My first question in #yaml!: https://clojurians.slack.com/archives/C05KULJCC9G/p1694458919716179
I wrote a bunch in #yaml but forgot to thread it
> A bunch of things to say here 🙂 > > [12:16 PM] Let's start by avoiding useless quotes 🙂 >
recursive:
> name: A node
> child: &ref_node
> name: Child node
> child: *ref_node
> [12:18 PM] I thinking you meant "loader" instead of "parser" here.
> In YAML parlance "load" means all the way from text to native.
> "parse" is one stage of "load"
> load = read->lex->parse->compose->resolve->contruct
> [12:19 PM] parsing is the most difficult part to implement and the part we test the most.
> this is you yaml parsed by 17 implementations:
> https://play.yaml.io/main/parser?input=cmVjdXJzaXZlOgogIG5hbWU6IEEgbm9kZQogIGNoaWxkOiAmcmVmX25vZGUKICAgIG5hbWU6IENoaWxkIG5vZGUKICAgIGNoaWxkOiAqcmVmX25vZGU=
> [12:21 PM] wrt recursive aliases, your example is completely valid and any loader should handle it (assuming the data model it loads to supports references and cyclic referencing)

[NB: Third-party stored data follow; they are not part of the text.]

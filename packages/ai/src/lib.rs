#![cfg_attr(feature = "fail-on-warnings", deny(warnings))]
#![warn(clippy::all, clippy::pedantic, clippy::nursery, clippy::cargo)]
#![allow(clippy::multiple_crate_versions, clippy::cargo_common_metadata)]

//! Summarizer adapters for the signal pipeline.
//!
//! [`llm::LlmSummarizer`] talks to Anthropic Claude, `OpenAI`, or any
//! `OpenAI`-compatible local/self-hosted server (Ollama, vLLM, llama.cpp,
//! LM Studio) via the `AI_BASE_URL` environment variable.
//! [`rules::RuleBasedSummarizer`] answers from fixed keyword rules and
//! needs no network, which makes it the offline default and the test
//! double of choice.

pub mod llm;
pub mod providers;
pub mod retry;
pub mod rules;

use city_pulse_signal::SummarizerError;
use thiserror::Error;

pub use llm::LlmSummarizer;
pub use rules::RuleBasedSummarizer;

/// Errors that can occur during AI operations.
#[derive(Debug, Error)]
pub enum AiError {
    /// HTTP request to LLM provider failed.
    #[error("HTTP error: {0}")]
    Http(#[from] reqwest::Error),

    /// JSON serialization/deserialization failed.
    #[error("JSON error: {0}")]
    Json(#[from] serde_json::Error),

    /// Provider-specific error.
    #[error("Provider error: {message}")]
    Provider {
        /// Description of what went wrong.
        message: String,
    },

    /// The model answered with something that could not be used.
    #[error("Invalid model output: {message}")]
    InvalidOutput {
        /// Description of what went wrong.
        message: String,
    },

    /// The request did not complete in time.
    #[error("Request timed out after {seconds}s")]
    Timeout {
        /// The configured limit.
        seconds: u64,
    },

    /// Configuration error.
    #[error("Configuration error: {message}")]
    Config {
        /// Description.
        message: String,
    },
}

impl From<AiError> for SummarizerError {
    fn from(value: AiError) -> Self {
        match value {
            AiError::Timeout { .. } => Self::Timeout,
            AiError::Json(e) => Self::InvalidResponse {
                message: e.to_string(),
            },
            AiError::InvalidOutput { message } => Self::InvalidResponse { message },
            other => Self::Provider {
                message: other.to_string(),
            },
        }
    }
}
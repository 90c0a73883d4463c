//! Timestamp shapes accepted from report stores and their normalization.
//!
//! Upstream records carry timestamps as ISO 8601 strings, epoch
//! milliseconds (the serialized form of a native date), or a
//! `{seconds, nanoseconds}` wrapper as written by document stores (or
//! `{_seconds, _nanoseconds}` in exports). All of them are collapsed into
//! a single [`DateTime<Utc>`] when a [`crate::RawReport`] is converted
//! into a [`crate::Report`].
//!
//! A timestamp in any other shape never rejects its report; it reads as
//! absent (see [`deserialize_lenient`]).

use chrono::{DateTime, NaiveDate, NaiveDateTime, Utc};
use serde::{Deserialize, Deserializer, Serialize};

/// A timestamp exactly as it arrived from the report store.
#[derive(Debug, Clone, PartialEq, Eq, Serialize, Deserialize)]
#[serde(untagged)]
pub enum RawTimestamp {
    /// ISO 8601 / RFC 3339 text (with or without offset).
    Text(String),
    /// Milliseconds since the Unix epoch.
    EpochMillis(i64),
    /// Seconds since the Unix epoch with an optional sub-second part.
    Seconds {
        /// Whole seconds since the Unix epoch.
        #[serde(alias = "_seconds")]
        seconds: i64,
        /// Sub-second nanoseconds.
        #[serde(default, alias = "nanos", alias = "_nanoseconds")]
        nanoseconds: u32,
    },
}

impl RawTimestamp {
    /// Normalizes this timestamp to a UTC instant.
    ///
    /// Returns `None` when the value cannot be interpreted; such reports
    /// are excluded from aggregation rather than treated as errors.
    #[must_use]
    pub fn normalize(&self) -> Option<DateTime<Utc>> {
        match self {
            Self::Text(s) => parse_iso_timestamp(s),
            Self::EpochMillis(ms) => DateTime::from_timestamp_millis(*ms),
            Self::Seconds {
                seconds,
                nanoseconds,
            } => DateTime::from_timestamp(*seconds, *nanoseconds),
        }
    }
}

impl From<DateTime<Utc>> for RawTimestamp {
    fn from(value: DateTime<Utc>) -> Self {
        Self::Text(value.to_rfc3339())
    }
}

/// Deserializes an optional [`RawTimestamp`] without ever failing.
///
/// Fractional epoch milliseconds are rounded to whole milliseconds. Any
/// other value that is not a known shape (including `null`) yields `None`.
///
/// # Errors
///
/// Only propagates errors from the underlying deserializer itself, such as
/// truncated input.
pub fn deserialize_lenient<'de, D>(deserializer: D) -> Result<Option<RawTimestamp>, D::Error>
where
    D: Deserializer<'de>,
{
    #[derive(Deserialize)]
    #[serde(untagged)]
    enum Lenient {
        Known(RawTimestamp),
        FractionalMillis(f64),
        Unrecognized(serde::de::IgnoredAny),
    }

    Ok(match Lenient::deserialize(deserializer)? {
        Lenient::Known(raw) => Some(raw),
        Lenient::FractionalMillis(ms) => fractional_millis(ms),
        Lenient::Unrecognized(_) => None,
    })
}

#[allow(clippy::cast_possible_truncation, clippy::cast_precision_loss)]
fn fractional_millis(ms: f64) -> Option<RawTimestamp> {
    let ms = ms.round();
    (ms.is_finite() && ms >= i64::MIN as f64 && ms < i64::MAX as f64)
        .then(|| RawTimestamp::EpochMillis(ms as i64))
}

/// Parses an ISO 8601 timestamp string.
///
/// Accepts full RFC 3339 (`2024-07-09T10:00:00Z`, `+05:30` offsets),
/// offset-less date-times (interpreted as UTC, with optional fractional
/// seconds), space-separated date-times, and bare dates (midnight UTC).
#[must_use]
pub fn parse_iso_timestamp(s: &str) -> Option<DateTime<Utc>> {
    let s = s.trim();
    if s.is_empty() {
        return None;
    }
    if let Ok(dt) = DateTime::parse_from_rfc3339(s) {
        return Some(dt.with_timezone(&Utc));
    }
    for format in ["%Y-%m-%dT%H:%M:%S%.f", "%Y-%m-%dT%H:%M:%S", "%Y-%m-%d %H:%M:%S"] {
        if let Ok(naive) = NaiveDateTime::parse_from_str(s, format) {
            return Some(naive.and_utc());
        }
    }
    NaiveDate::parse_from_str(s, "%Y-%m-%d")
        .ok()
        .and_then(|d| d.and_hms_opt(0, 0, 0))
        .map(|naive| naive.and_utc())
}

#[cfg(test)]
mod tests {
    use super::*;

    #[test]
    fn parses_rfc3339_with_zulu() {
        let dt = parse_iso_timestamp("2024-07-09T10:00:00Z").unwrap();
        assert_eq!(dt.to_string(), "2024-07-09 10:00:00 UTC");
    }

    #[test]
    fn parses_rfc3339_with_offset() {
        let dt = parse_iso_timestamp("2024-07-09T15:30:00+05:30").unwrap();
        assert_eq!(dt.to_string(), "2024-07-09 10:00:00 UTC");
    }

    #[test]
    fn parses_naive_with_fractional_seconds() {
        let dt = parse_iso_timestamp("2024-01-15T14:30:00.000").unwrap();
        assert_eq!(dt.to_string(), "2024-01-15 14:30:00 UTC");
    }

    #[test]
    fn parses_bare_date_as_midnight() {
        let dt = parse_iso_timestamp("2024-01-15").unwrap();
        assert_eq!(dt.to_string(), "2024-01-15 00:00:00 UTC");
    }

    #[test]
    fn rejects_garbage() {
        assert!(parse_iso_timestamp("yesterday-ish").is_none());
        assert!(parse_iso_timestamp("   ").is_none());
    }

    #[test]
    fn normalizes_epoch_millis() {
        let dt = RawTimestamp::EpochMillis(1_720_519_200_000).normalize().unwrap();
        assert_eq!(dt.to_string(), "2024-07-09 10:00:00 UTC");
    }

    #[test]
    fn normalizes_seconds_wrapper() {
        let raw = RawTimestamp::Seconds {
            seconds: 1_720_519_200,
            nanoseconds: 500_000_000,
        };
        let dt = raw.normalize().unwrap();
        assert_eq!(dt.timestamp_millis(), 1_720_519_200_500);
    }

    #[test]
    fn deserializes_every_shape() {
        let text: RawTimestamp = serde_json::from_str(r#""2024-07-09T10:00:00Z""#).unwrap();
        let millis: RawTimestamp = serde_json::from_str("1720519200000").unwrap();
        let wrapper: RawTimestamp =
            serde_json::from_str(r#"{"seconds": 1720519200, "nanoseconds": 0}"#).unwrap();
        let short: RawTimestamp = serde_json::from_str(r#"{"seconds": 1720519200}"#).unwrap();

        let expected = parse_iso_timestamp("2024-07-09T10:00:00Z");
        assert_eq!(text.normalize(), expected);
        assert_eq!(millis.normalize(), expected);
        assert_eq!(wrapper.normalize(), expected);
        assert_eq!(short.normalize(), expected);
    }

    #[derive(Deserialize)]
    struct Holder {
        #[serde(default, deserialize_with = "deserialize_lenient")]
        ts: Option<RawTimestamp>,
    }

    fn lenient(json: &str) -> Option<DateTime<Utc>> {
        let holder: Holder = serde_json::from_str(json).unwrap();
        holder.ts.and_then(|ts| ts.normalize())
    }

    #[test]
    fn lenient_accepts_fractional_millis_and_export_wrapper() {
        let expected = parse_iso_timestamp("2024-07-09T10:00:00Z");
        assert_eq!(lenient(r#"{"ts": 1720519200000.0}"#), expected);
        assert_eq!(lenient(r#"{"ts": {"_seconds": 1720519200, "_nanoseconds": 0}}"#), expected);
    }

    #[test]
    fn lenient_reads_unknown_shapes_as_absent() {
        assert_eq!(lenient(r#"{"ts": {"when": "noon"}}"#), None);
        assert_eq!(lenient(r#"{"ts": ["noon"]}"#), None);
        assert_eq!(lenient(r#"{"ts": true}"#), None);
        assert_eq!(lenient(r#"{"ts": null}"#), None);
        assert_eq!(lenient(r#"{"ts": 1e300}"#), None);
        assert_eq!(lenient("{}"), None);
    }
}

> [12:22 PM] YAML is a foremost a data serialization language. the opposite of load is "dump"
> [12:23 PM] you should be able to dump any clojure data structure and later load back to an equivalent
> [12:24 PM] this might involve configuring your dumper and loader to understand certain non-standard data structures.
> [12:24 PM] but yaml is intended for that purpose, in a programming language agnostic manner
> [12:26 PM] $ perl -MYAML -E '$a = []; push @$a, $a; say YAML::Dump $a'
> --- &1
> - *1
> is a vector whose only element is a reference to itself
> [12:28 PM] $ perl -MYAML -E '$a = []; push @$a, $a; say Dump Load Dump $a'
> --- &1
> - *1
> and that's an example of re loading the dump and then dumping again 🙂
> [12:28 PM] that's all I can think of to say
> [12:29 PM] @lee feel free to ask more questions. I'll even answer them in a thread 🙂That's from #yaml for all to see
Join #yaml to pick Ingy's brain on YAML intricacies!
(Well, they are intricate to this YAML noob anyway! simple_smile)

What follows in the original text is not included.